Here's why this matters: These frustrated would-be buyers are right that housing is unaffordable, but they're wrong about the solution. Research from the Mercatus Center shows that the moment of 2021-2022 price spikes has passed, but few cities have found relief from high housing costs, and higher rents and prices seem like a new normal. The real culprit? Restrictive local zoning that prevents builders from meeting housing demand is the fundamental cause of America's housing shortage. A crash won't fix that. It'll just reset prices temporarily while the underlying supply constraints remain, setting the stage for the next price explosion.
Think of it this way: If your city only allows 1,000 new homes per year but 5,000 new families want to move in, prices will rise no matter what. A crash might knock prices down for a year or two, but without changing those building restrictions, they'll climb right back up. That's exactly what happened after the 2008 crash in cities like San Francisco and Boston. Housing affordability should be measured in terms of rent, not price, researchers argue. The 2008 crash solved the "problem" of high prices temporarily, but limiting the supply of homes predictably increased rents, meaning affordability in terms of price was "solved" but affordability in terms of rent was not. People still couldn't afford to live where the jobs were.

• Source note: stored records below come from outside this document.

use std::borrow::Cow;

use memchr::memchr;
use once_cell::sync::Lazy;
use regex::Regex;
use tonal_types::{AsRawText, HashtagPolicy, LinkPolicy, Variant};

use crate::analyzer::refiner::TokenRefiner;
use crate::resources::LinguisticResources;

// Applied in this order. A single alternation would let `@\w+` win over a
// URL that starts right after the `@`.
static URL: Lazy<Regex> = Lazy::new(|| Regex::new(r"http\S+|www\S+").expect("valid URL pattern"));
static URL_DOTTED: Lazy<Regex> =
    Lazy::new(|| Regex::new(r"http\S+|www\.\S+").expect("valid dotted URL pattern"));
static MENTION: Lazy<Regex> = Lazy::new(|| Regex::new(r"@\w+").expect("valid mention pattern"));
static HASHTAG: Lazy<Regex> = Lazy::new(|| Regex::new(r"#\w+").expect("valid hashtag pattern"));

/// Configuration options for text normalization.
#[derive(Debug, Clone, Copy, PartialEq, Eq)]
pub struct NormalizerConfig {
    /// What happens to URLs and `@mentions`.
    pub links: LinkPolicy,
    /// What happens to `#hashtag` tokens.
    pub hashtags: HashtagPolicy,
}

impl NormalizerConfig {
    /// Policies paired with a scoring variant.
    pub const fn for_variant(variant: Variant) -> Self {
        Self {
            links: variant.link_policy(),
            hashtags: variant.hashtag_policy(),
        }
    }
}

impl Default for NormalizerConfig {
    fn default() -> Self {
        Self::for_variant(Variant::Classifier)
    }
}

/// Deterministic text cleaner feeding the scoring backends.
///
/// Performs the following operations, in order:
/// - Lowercases (Unicode-aware)
/// - Removes URL-like runs (`http…` up to the next whitespace, plus `www…`
///   or only `www.…` depending on [`LinkPolicy`])
/// - Removes `@mentions`, leaving nothing or a space behind
/// - Removes `#hashtags` entirely, or only their `#` marker
/// - Turns every character other than `a`-`z` into a separator
/// - Collapses separators into single spaces and trims both ends
/// - Optionally refines tokens (stopwords, short tokens, lemmas)
///
/// Non-ASCII letters count as separators, so `"café"` becomes `"caf"`.
///
/// Normalization is total: it never fails, and input that cleans down to
/// nothing yields `""`.
///
/// # Examples
///
/// ```
/// use tonal_core::analyzer::TextNormalizer;
///
/// let normalizer = TextNormalizer::classifier();
/// assert_eq!(normalizer.normalize("I love my new iPhone 15!"), "i love my new iphone");
///
/// let raw: Option<&str> = None;
/// assert_eq!(normalizer.normalize_raw(&raw), "");
/// ```
#[derive(Debug, Clone, Default)]
pub struct TextNormalizer {
    config: NormalizerConfig,
    refiner: Option<TokenRefiner>,
}

impl TextNormalizer {
    /// Creates a normalizer with the specified configuration and no token
    /// refinement.
    pub fn new(config: NormalizerConfig) -> Self {
        Self {
            config,
            refiner: None,
        }
    }

    /// Adds stopword removal and lemmatization after character filtering.
    #[must_use]
    pub fn with_refiner(mut self, refiner: TokenRefiner) -> Self {
        self.refiner = Some(refiner);
        self
    }

    /// Cleaning used in front of the classifier: hashtags dropped whole,
    /// no token refinement.
    pub fn classifier() -> Self {
        Self::new(NormalizerConfig::for_variant(Variant::Classifier))
    }

    /// Cleaning used in front of the lexicon: links and mentions become
    /// separators, hashtag words kept, tokens refined with the given
    /// resources.
    pub fn lexicon(resources: &LinguisticResources) -> Self {
        Self::new(NormalizerConfig::for_variant(Variant::Lexicon))
            .with_refiner(resources.refiner())
    }

    /// The cleaning paired with a scoring variant.
    pub fn for_variant(variant: Variant, resources: &LinguisticResources) -> Self {
        match variant {
            Variant::Classifier => Self::classifier(),
            Variant::Lexicon => Self::lexicon(resources),
        }
    }

    /// Active configuration.
    pub fn config(&self) -> NormalizerConfig {
        self.config
    }

    /// Whether tokens are refined after character filtering.
    pub fn refines_tokens(&self) -> bool {
        self.refiner.is_some()
    }

    /// Normalizes text into an existing String buffer.
    ///
    /// Clears the buffer before writing and reuses its capacity.
    pub fn normalize_into(&self, input: &str, out: &mut String) {
        out.clear();
        if input.is_empty() {
            return;
        }

        let lowered = input.to_lowercase();
        let (url, gap) = match self.config.links {
            LinkPolicy::Remove => (&*URL, ""),
            LinkPolicy::Separate => (&*URL_DOTTED, " "),
        };
        let text = url.replace_all(&lowered, gap);
        let text = MENTION.replace_all(&text, gap);
        let text = match self.config.hashtags {
            HashtagPolicy::StripHashtagWords => HASHTAG.replace_all(&text, ""),
            HashtagPolicy::KeepHashtagText => strip_hash_markers(&text),
        };

        match &self.refiner {
            None => push_letters(&text, out),
            Some(refiner) => {
                let mut letters = String::with_capacity(text.len());
                push_letters(&text, &mut letters);
                refiner.refine_into(&letters, out);
            }
        }
    }

    /// Normalizes text and returns a new String.
    #[inline]
    pub fn normalize(&self, input: &str) -> String {
        let mut out = String::with_capacity(input.len());
        self.normalize_into(input, &mut out);
        out
    }

    /// Normalizes any value; values that are not text yield `""`.
    pub fn normalize_raw<T: AsRawText + ?Sized>(&self, input: &T) -> String {
        match input.as_raw_text() {
            Some(text) => self.normalize(text),
            None => String::new(),
        }
    }
}

fn strip_hash_markers(text: &str) -> Cow<'_, str> {
    if memchr(b'#', text.as_bytes()).is_none() {
        return Cow::Borrowed(text);
    }
    Cow::Owned(text.replace('#', ""))
}

/// Appends the `a`-`z` runs of `text` to `out`, one space between runs.
///
/// Every other byte, including each byte of a multi-byte character, is a
/// separator, so the output is ASCII without leading, trailing or double
/// spaces.
#[inline]
fn push_letters(text: &str, out: &mut String) {
    out.reserve(text.len());
    let mut pending_space = false;

    for &b in text.as_bytes() {
        if b.is_ascii_lowercase() {
            if pending_space && !out.is_empty() {
                out.push(' ');
            }
            pending_space = false;
            out.push(b as char);
        } else {
            pending_space = true;
        }
    }
}

#[cfg(test)]
mod tests {
    use super::*;

    fn norm_a(input: &str) -> String {
        TextNormalizer::classifier().normalize(input)
    }

    fn norm_b(input: &str) -> String {
        TextNormalizer::lexicon(&LinguisticResources::builtin()).normalize(input)
    }

    #[test]
    fn lowercase_and_strip_digits_punctuation() {
        assert_eq!(norm_a("I love my new iPhone 15!"), "i love my new iphone");
        assert_eq!(norm_a("GOOGLE MAPS!!!"), "google maps");
    }

    #[test]
    fn urls_removed() {
        assert_eq!(norm_a("check https://t.co/abc now"), "check now");
        assert_eq!(norm_a("visit www.apple.com today"), "visit today");
        assert_eq!(norm_a("HTTP://SHOUTY.COM ok"), "ok");
    }

    #[test]
    fn url_glued_to_word_keeps_prefix() {
        assert_eq!(norm_a("seehttp://x.co/a yes"), "see yes");
    }

    #[test]
    fn bare_https_word_is_a_url() {
        assert_eq!(norm_a("https rock"), "rock");
        assert_eq!(norm_a("http rocks"), "http rocks");
    }

    #[test]
    fn mentions_removed() {
        assert_eq!(norm_a("@apple fix this"), "fix this");
        assert_eq!(norm_a("hi @john_doe42 there"), "hi there");
    }

    #[test]
    fn email_loses_domain_part() {
        assert_eq!(norm_a("mail me@apple.com"), "mail me com");
    }

    #[test]
    fn url_removed_before_mentions() {
        assert_eq!(norm_a("@http://x.co yes"), "yes");
    }

    #[test]
    fn hashtag_words_stripped_for_classifier() {
        assert_eq!(norm_a("love it #sxsw"), "love it");
        assert_eq!(norm_a("#iPhone15 launch"), "launch");
    }

    #[test]
    fn hashtag_words_kept_for_lexicon() {
        assert_eq!(norm_b("#great camera"), "great camera");
    }

    #[test]
    fn lone_markers_vanish() {
        assert_eq!(norm_a("### wow"), "wow");
        assert_eq!(norm_b("### wow"), "wow");
    }

    #[test]
    fn whitespace_collapse_and_trim() {
        assert_eq!(norm_a("  hello   world  "), "hello world");
        assert_eq!(norm_a("hello\t\nworld"), "hello world");
        assert_eq!(norm_a("hello \r\n world"), "hello world");
    }

    #[test]
    fn no_double_spaces() {
        let out = norm_a("a - b -- c ... d");
        assert!(!out.contains("  "));
        assert_eq!(out, "a b c d");
    }

    #[test]
    fn accented_letters_are_dropped() {
        assert_eq!(norm_a("Café Olé"), "caf ol");
        assert_eq!(norm_a("naïve"), "na ve");
    }

    #[test]
    fn non_latin_scripts_vanish() {
        assert_eq!(norm_a("ПРИВЕТ"), "");
        assert_eq!(norm_a("你好 apple"), "apple");
        assert_eq!(norm_a("Hello 🌍 World"), "hello world");
    }

    #[test]
    fn empty_and_blank_input() {
        assert_eq!(norm_a(""), "");
        assert_eq!(norm_a("   "), "");
        assert_eq!(norm_b(""), "");
        assert_eq!(norm_a("12345 !!!"), "");
    }

    #[test]
    fn non_string_input_is_empty() {
        let n = TextNormalizer::classifier();
        assert_eq!(n.normalize_raw(&serde_json::json!(42)), "");
        assert_eq!(n.normalize_raw(&serde_json::json!(null)), "");
        assert_eq!(n.normalize_raw(&serde_json::json!(["a"])), "");
        assert_eq!(n.normalize_raw(&None::<&str>), "");
        assert_eq!(n.normalize_raw(&serde_json::json!("Hi!")), "hi");
        assert_eq!(n.normalize_raw("Hi!"), "hi");
    }

    #[test]
    fn output_never_contains_url() {
        let inputs = [
            "see https://apple.com/iphone?x=1 now",
            "xhttp://a.b/c?d=1 yes",
            "www.google.com",
            "go to WWW.Pixel.COM/buy",
            "two http://a http://b links",
        ];
        for input in inputs {
            let out = norm_a(input);
            assert!(!URL.is_match(&out), "{input:?} -> {out:?}");
            let out = norm_b(input);
            assert!(!URL_DOTTED.is_match(&out), "{input:?} -> {out:?}");
        }
    }

    #[test]
    fn output_alphabet() {
        let out = norm_a("Wow!! #1 phone @ $999, 100% <3 — ünïcödé");
        assert!(out.bytes().all(|b| b.is_ascii_lowercase() || b == b' '));
    }

    #[test]
    fn idempotent_on_clean_text() {
        let samples = [
            "hello world",
            "i love my new iphone",
            "https are weird",
            "wwwx is gone",
            "a b c",
            "",
        ];
        for s in samples {
            let once = norm_a(s);
            let twice = norm_a(&once);
            assert_eq!(once, twice);
        }
    }

    #[test]
    fn idempotent_on_arbitrary_text() {
        let samples = ["I love my new iPhone 15!", "@user check http://x.co #great"];
        for s in samples {
            let once = norm_a(s);
            assert_eq!(norm_a(&once), once);
        }
    }

    #[test]
    fn lexicon_variant_refines_tokens() {
        assert_eq!(
            norm_b("The battery is a joke and I hate it"),
            "battery joke hate"
        );
        assert_eq!(norm_b("My phones keep crashing!!"), "phone keep crash");
    }

    #[test]
    fn lexicon_variant_keeps_hashtag_word() {
        let out = norm_b("@user check http://x.co #great");
        assert_eq!(out, "check great");
    }

    #[test]
    fn lexicon_variant_mentions_and_links_separate_words() {
        assert_eq!(norm_b("so good@apple#great"), "good great");
        assert_eq!(norm_b("nice@apple"), "nice");
        assert_eq!(norm_b("love!http://x.co/a#camera"), "love");
        assert_eq!(norm_b("good@x#fun"), "good fun");
    }

    #[test]
    fn classifier_variant_mentions_vanish() {
        assert_eq!(norm_a("so good@apple#great"), "so good");
        assert_eq!(norm_a("so good@apple great"), "so good great");
    }

    #[test]
    fn lexicon_variant_keeps_www_words() {
        assert_eq!(norm_b("wwwhat a great phone"), "wwwhat great phone");
        assert_eq!(norm_b("see www.pixel.com great"), "see great");
        assert_eq!(norm_a("wwwhat a great phone"), "a great phone");
    }

    #[test]
    fn lexicon_variant_can_empty_out() {
        assert_eq!(norm_b("@@@ http://a.b ###"), "");
        assert_eq!(norm_b("it is what it is"), "");
    }

    #[test]
    fn variant_constructors() {
        let res = LinguisticResources::builtin();
        let a = TextNormalizer::for_variant(Variant::Classifier, &res);
        let b = TextNormalizer::for_variant(Variant::Lexicon, &res);
        assert!(!a.refines_tokens());
        assert!(b.refines_tokens());
        assert_eq!(a.config().hashtags, HashtagPolicy::StripHashtagWords);
        assert_eq!(b.config().hashtags, HashtagPolicy::KeepHashtagText);
        assert_eq!(a.config().links, LinkPolicy::Remove);
        assert_eq!(b.config().links, LinkPolicy::Separate);
        assert_eq!(NormalizerConfig::default(), a.config());
    }

    #[test]
    fn normalize_into_reuses_capacity() {
        let normalizer = TextNormalizer::classifier();
        let mut buf = String::with_capacity(64);
        let cap = buf.capacity();

        normalizer.normalize_into("HELLO", &mut buf);
        assert_eq!(buf, "hello");
        assert_eq!(buf.capacity(), cap);

        normalizer.normalize_into("WORLD", &mut buf);
        assert_eq!(buf, "world");
        assert_eq!(buf.capacity(), cap);
    }

    #[test]
    fn never_panics_on_odd_input() {
        let long = "A".repeat(10_000);
        let inputs = [
            "\0\0\0",
            "İstanbul",
            "@",
            "#",
            "http",
            "www",
            "@#@#",
            "\u{200B}",
            long.as_str(),
        ];
        for input in inputs {
            let _ = norm_a(input);
            let _ = norm_b(input);
        }
    }

    #[test]
    fn very_long_ascii() {
        let input = "A".repeat(10_000);
        let out = norm_a(&input);
        assert_eq!(out.len(), 10_000);
        assert!(out.chars().all(|c| c == 'a'));
    }

    #[test]
    fn dotted_capital_i_splits_word() {
        // lowercases to `i` + U+0307, and the combining dot is a separator
        assert_eq!(norm_a("İstanbul"), "i stanbul");
    }
}
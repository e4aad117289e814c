//! Dictionary-validated morphological lemmatizer.
//!
//! Works like WordNet's `morphy`: an exception table handles irregular
//! forms, then suffix detachment rules propose candidate base forms and
//! the first candidate present in the base-form vocabulary wins. A word
//! that no rule can reduce to a known base form is returned unchanged, so
//! the lemmatizer never invents words.

use std::borrow::Cow;
use std::fs;
use std::path::Path;

use rustc_hash::{FxHashMap, FxHashSet};

use crate::error::LoadError;

/// Noun detachment rules, tried first.
const NOUN_RULES: &[(&str, &str)] = &[
    ("s", ""),
    ("ses", "s"),
    ("ves", "f"),
    ("xes", "x"),
    ("zes", "z"),
    ("ches", "ch"),
    ("shes", "sh"),
    ("men", "man"),
    ("ies", "y"),
];

/// Verb detachment rules.
const VERB_RULES: &[(&str, &str)] = &[
    ("s", ""),
    ("ies", "y"),
    ("es", "e"),
    ("es", ""),
    ("ed", "e"),
    ("ed", ""),
    ("ing", "e"),
    ("ing", ""),
];

/// Irregular forms that no suffix rule can recover.
#[rustfmt::skip]
const EXCEPTIONS: &[(&str, &str)] = &[
    ("children", "child"), ("men", "man"), ("women", "woman"), ("feet", "foot"),
    ("teeth", "tooth"), ("mice", "mouse"), ("geese", "goose"), ("lives", "life"),
    ("wives", "wife"), ("knives", "knife"), ("leaves", "leaf"), ("ran", "run"),
    ("went", "go"), ("gone", "go"), ("bought", "buy"), ("broke", "break"),
    ("broken", "break"), ("made", "make"), ("got", "get"), ("gotten", "get"),
    ("took", "take"), ("taken", "take"), ("gave", "give"), ("given", "give"),
    ("saw", "see"), ("seen", "see"), ("came", "come"), ("felt", "feel"),
    ("thought", "think"), ("told", "tell"), ("sold", "sell"), ("paid", "pay"),
    ("won", "win"), ("lost", "lose"), ("kept", "keep"), ("left", "leave"),
    ("brought", "bring"), ("built", "build"), ("sent", "send"), ("spent", "spend"),
    ("knew", "know"), ("known", "know"), ("wrote", "write"), ("written", "write"),
    ("drove", "drive"), ("driven", "drive"), ("fell", "fall"), ("fallen", "fall"),
];

/// Base forms known without any resource file.
#[rustfmt::skip]
const BASE_FORMS: &[&str] = &[
    // products and brands
    "apple", "google", "iphone", "ipad", "ipod", "mac", "macbook", "pixel", "android",
    "app", "store", "phone", "tablet", "laptop", "computer", "device", "gadget",
    "watch", "camera", "screen", "display", "battery", "charger", "cable", "case",
    "keyboard", "speaker", "headphone", "earbud", "map", "search", "browser", "email",
    "update", "version", "release", "feature", "design", "product", "brand", "company",
    "service", "network", "signal", "wifi", "game", "photo", "picture", "video",
    "music", "song", "playlist", "message", "text", "call", "line", "queue", "party",
    "session", "conference", "festival", "event", "talk", "panel", "launch", "demo",
    "preview", "review", "price", "deal", "discount", "sale", "buyer", "customer",
    "user", "fan", "friend", "people", "person", "day", "week", "year", "hour",
    "minute", "time", "thing", "way", "box", "glass", "class", "bus", "address",
    "crash", "bug", "glitch", "issue", "problem", "fix", "patch", "support",
    "storage", "memory", "chip", "processor", "speed", "life", "hand", "pocket",
    "window", "tab", "page", "site", "link", "account", "password", "privacy",
    "ad", "notification", "setting", "option", "choice", "idea", "question", "answer",
    // verbs
    "run", "use", "buy", "get", "make", "go", "work", "break", "wait", "need",
    "want", "look", "think", "feel", "try", "charge", "download", "upload", "install",
    "delete", "open", "close", "start", "stop", "show", "share", "send", "check",
    "love", "hate", "like", "dislike", "enjoy", "prefer", "miss", "win", "lose",
    "fail", "freeze", "lag", "drop", "die", "hang", "reboot", "restart", "sync",
    "stream", "play", "watch", "read", "write", "see", "say", "tell", "ask", "give",
    "take", "keep", "come", "leave", "bring", "build", "pay", "sell", "spend",
    "know", "drive", "fall", "improve", "impress", "disappoint", "annoy", "amaze",
    "excite", "thank", "help", "rock", "suck", "rule", "care", "worry", "complain",
    "announce", "introduce", "unveil", "ship", "plan", "hope", "expect", "wish",
];

/// Dictionary-validated lemmatizer.
///
/// # Examples
///
/// ```
/// use tonal_core::analyzer::Lemmatizer;
///
/// let lemmatizer = Lemmatizer::builtin();
/// assert_eq!(lemmatizer.lemmatize("batteries"), "battery");
/// assert_eq!(lemmatizer.lemmatize("running"), "run");
/// assert_eq!(lemmatizer.lemmatize("zyzzyva"), "zyzzyva");
/// ```
#[derive(Debug, Clone)]
pub struct Lemmatizer {
    vocabulary: FxHashSet<String>,
    exceptions: FxHashMap<String, String>,
}

impl Default for Lemmatizer {
    fn default() -> Self {
        Self::builtin()
    }
}

impl Lemmatizer {
    /// Lemmatizer with the built-in vocabulary and exception table.
    pub fn builtin() -> Self {
        let mut lemmatizer = Self::empty();
        lemmatizer.extend_vocabulary(BASE_FORMS.iter().copied());
        for (form, base) in EXCEPTIONS {
            lemmatizer.add_exception(form, base);
        }
        lemmatizer
    }

    /// Lemmatizer that knows no words (every word is returned unchanged).
    pub fn empty() -> Self {
        Self {
            vocabulary: FxHashSet::default(),
            exceptions: FxHashMap::default(),
        }
    }

    /// Reads a lemma dictionary.
    ///
    /// One entry per line: a single word adds a base form, two words
    /// (`inflected base`) add an exception. Blank lines and `#` comments
    /// are skipped.
    ///
    /// # Errors
    /// [`LoadError::Io`] when unreadable, [`LoadError::Resource`] for a line
    /// with more than two fields.
    pub fn from_file(path: &Path) -> Result<Self, LoadError> {
        let text = fs::read_to_string(path).map_err(|e| LoadError::io(path, e))?;
        let mut lemmatizer = Self::empty();

        for (idx, line) in text.lines().enumerate() {
            let line = line.trim();
            if line.is_empty() || line.starts_with('#') {
                continue;
            }
            let mut fields = line.split_whitespace();
            match (fields.next(), fields.next(), fields.next()) {
                (Some(base), None, None) => {
                    lemmatizer.vocabulary.insert(base.to_lowercase());
                }
                (Some(form), Some(base), None) => lemmatizer.add_exception(form, base),
                _ => {
                    return Err(LoadError::Resource {
                        path: path.to_path_buf(),
                        line: idx + 1,
                        reason: "expected `base` or `inflected base`".to_string(),
                    })
                }
            }
        }

        Ok(lemmatizer)
    }

    /// Adds base forms to the vocabulary.
    pub fn extend_vocabulary<I, S>(&mut self, words: I)
    where
        I: IntoIterator<Item = S>,
        S: AsRef<str>,
    {
        self.vocabulary
            .extend(words.into_iter().map(|w| w.as_ref().to_lowercase()));
    }

    /// Maps an irregular form to its base. The base joins the vocabulary.
    pub fn add_exception(&mut self, form: &str, base: &str) {
        let base = base.to_lowercase();
        self.vocabulary.insert(base.clone());
        self.exceptions.insert(form.to_lowercase(), base);
    }

    /// Number of known base forms.
    pub fn vocabulary_len(&self) -> usize {
        self.vocabulary.len()
    }

    /// Reduces a lowercase word to its base form.
    pub fn lemmatize<'w>(&self, word: &'w str) -> Cow<'w, str> {
        if let Some(base) = self.exceptions.get(word) {
            return Cow::Owned(base.clone());
        }
        if self.vocabulary.contains(word) {
            return Cow::Borrowed(word);
        }

        for &(suffix, replacement) in NOUN_RULES.iter().chain(VERB_RULES) {
            let Some(stem) = word.strip_suffix(suffix) else {
                continue;
            };
            if stem.is_empty() {
                continue;
            }

            let mut candidate = String::with_capacity(stem.len() + replacement.len());
            candidate.push_str(stem);
            candidate.push_str(replacement);
            if self.vocabulary.contains(&candidate) {
                return Cow::Owned(candidate);
            }

            // running -> runn -> run
            if replacement.is_empty() && (suffix == "ing" || suffix == "ed") {
                if let Some(undoubled) = undouble(stem) {
                    if self.vocabulary.contains(undoubled) {
                        return Cow::Owned(undoubled.to_string());
                    }
                }
            }
        }

        Cow::Borrowed(word)
    }
}

/// Drops the last byte of a stem ending in a doubled consonant.
fn undouble(stem: &str) -> Option<&str> {
    let bytes = stem.as_bytes();
    let n = bytes.len();
    if n < 3 {
        return None;
    }
    let (a, b) = (bytes[n - 2], bytes[n - 1]);
    if a == b && a.is_ascii_lowercase() && !matches!(a, b'a' | b'e' | b'i' | b'o' | b'u') {
        Some(&stem[..n - 1])
    } else {
        None
    }
}

#[cfg(test)]
mod tests {
    use super::*;
    use std::io::Write;

    fn lemma(word: &str) -> String {
        Lemmatizer::builtin().lemmatize(word).into_owned()
    }

    #[test]
    fn plural_nouns() {
        assert_eq!(lemma("phones"), "phone");
        assert_eq!(lemma("batteries"), "battery");
        assert_eq!(lemma("boxes"), "box");
        assert_eq!(lemma("glasses"), "glass");
        assert_eq!(lemma("parties"), "party");
    }

    #[test]
    fn verb_forms() {
        assert_eq!(lemma("loved"), "love");
        assert_eq!(lemma("loves"), "love");
        assert_eq!(lemma("crashing"), "crash");
        assert_eq!(lemma("charging"), "charge");
        assert_eq!(lemma("waited"), "wait");
    }

    #[test]
    fn doubled_consonants() {
        assert_eq!(lemma("running"), "run");
        assert_eq!(lemma("dropped"), "drop");
        assert_eq!(lemma("shipping"), "ship");
    }

    #[test]
    fn irregular_forms() {
        assert_eq!(lemma("children"), "child");
        assert_eq!(lemma("bought"), "buy");
        assert_eq!(lemma("broken"), "break");
    }

    #[test]
    fn known_base_forms_unchanged() {
        assert_eq!(lemma("bus"), "bus");
        assert_eq!(lemma("iphone"), "iphone");
        assert_eq!(lemma("class"), "class");
    }

    #[test]
    fn unknown_words_unchanged() {
        assert_eq!(lemma("awesome"), "awesome");
        assert_eq!(lemma("this"), "this");
        assert_eq!(lemma("zzz"), "zzz");
    }

    #[test]
    fn borrowed_when_unchanged() {
        let l = Lemmatizer::builtin();
        assert!(matches!(l.lemmatize("zzz"), Cow::Borrowed(_)));
    }

    #[test]
    fn empty_lemmatizer_is_identity() {
        let l = Lemmatizer::empty();
        assert_eq!(l.lemmatize("phones"), "phones");
        assert_eq!(l.vocabulary_len(), 0);
    }

    #[test]
    fn vocabulary_extension() {
        let mut l = Lemmatizer::empty();
        l.extend_vocabulary(["awesome"]);
        assert_eq!(l.lemmatize("awesomes"), "awesome");
    }

    #[test]
    fn undouble_requires_consonant_pair() {
        assert_eq!(undouble("runn"), Some("run"));
        assert_eq!(undouble("see"), None);
        assert_eq!(undouble("ab"), None);
    }

    #[test]
    fn from_file_reads_bases_and_exceptions() {
        let mut file = tempfile::NamedTempFile::new().unwrap();
        writeln!(file, "# lemmas").unwrap();
        writeln!(file, "tablet").unwrap();
        writeln!(file, "oxen ox").unwrap();

        let l = Lemmatizer::from_file(file.path()).unwrap();
        assert_eq!(l.lemmatize("tablets"), "tablet");
        assert_eq!(l.lemmatize("oxen"), "ox");
    }

    #[test]
    fn from_file_rejects_wide_lines() {
        let mut file = tempfile::NamedTempFile::new().unwrap();
        writeln!(file, "a b c").unwrap();

        let err = Lemmatizer::from_file(file.path()).unwrap_err();
        assert!(matches!(err, LoadError::Resource { line: 1, .. }));
    }
}
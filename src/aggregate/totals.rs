//! Income/expense totals and the overspending flag.

use crate::{expense::Expense, income::Income};

/// The headline sums over a set of income and expense records.
#[derive(Debug, Clone, Copy, PartialEq)]
pub struct Totals {
    /// The sum of income amounts.
    pub income: f64,
    /// The sum of expense amounts.
    pub expenses: f64,
}

impl Totals {
    /// Income minus expenses.
    pub fn net(&self) -> f64 {
        self.income - self.expenses
    }

    /// Whether more was spent than earned.
    pub fn is_overspending(&self) -> bool {
        self.net() < 0.0
    }
}

/// Sum the amounts of the given income and expense records.
pub fn compute_totals(income: &[Income], expenses: &[Expense]) -> Totals {
    Totals {
        income: income.iter().map(|record| record.amount).sum(),
        expenses: expenses.iter().map(|record| record.amount).sum(),
    }
}

#[cfg(test)]
mod totals_tests {
    use time::macros::date;

    use crate::{
        aggregate::fixtures::{test_expense, test_income},
        expense::ExpenseCategory,
    };

    use super::compute_totals;

    #[test]
    fn sums_and_net_match_worked_example() {
        let expenses = vec![
            test_expense(45.99, ExpenseCategory::FoodAndDining, date!(2024 - 06 - 24)),
            test_expense(
                89.99,
                ExpenseCategory::BillsAndUtilities,
                date!(2024 - 06 - 22),
            ),
        ];
        let income = vec![test_income(1000.0, date!(2024 - 06 - 01))];

        let totals = compute_totals(&income, &expenses);

        assert!((totals.expenses - 135.98).abs() < 1e-9);
        assert!((totals.income - 1000.0).abs() < 1e-9);
        assert!((totals.net() - 864.02).abs() < 1e-9);
        assert!(!totals.is_overspending());
    }

    #[test]
    fn overspending_when_expenses_exceed_income() {
        let expenses = vec![test_expense(
            50.0,
            ExpenseCategory::Other,
            date!(2024 - 06 - 24),
        )];

        let totals = compute_totals(&[], &expenses);

        assert_eq!(totals.net(), -50.0);
        assert!(totals.is_overspending());
    }

    #[test]
    fn empty_inputs_are_zero_and_not_overspending() {
        let totals = compute_totals(&[], &[]);

        assert_eq!(totals.income, 0.0);
        assert_eq!(totals.expenses, 0.0);
        assert!(!totals.is_overspending());
    }
}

The solution isn't to root for disaster—it's to build more housing. Although state legislatures took unprecedented strides in 2025 toward releasing housing supply from regulatory constraints, most pro-housing policies haven't been adopted in most states. States from Montana to Texas to Maine passed reforms last year allowing denser development, smaller lot sizes, and accessory dwelling units. That's what actually brings prices down sustainably—more supply meeting demand. The 31% cheering for a crash aren't wrong to be frustrated. They're just hoping for the wrong fix.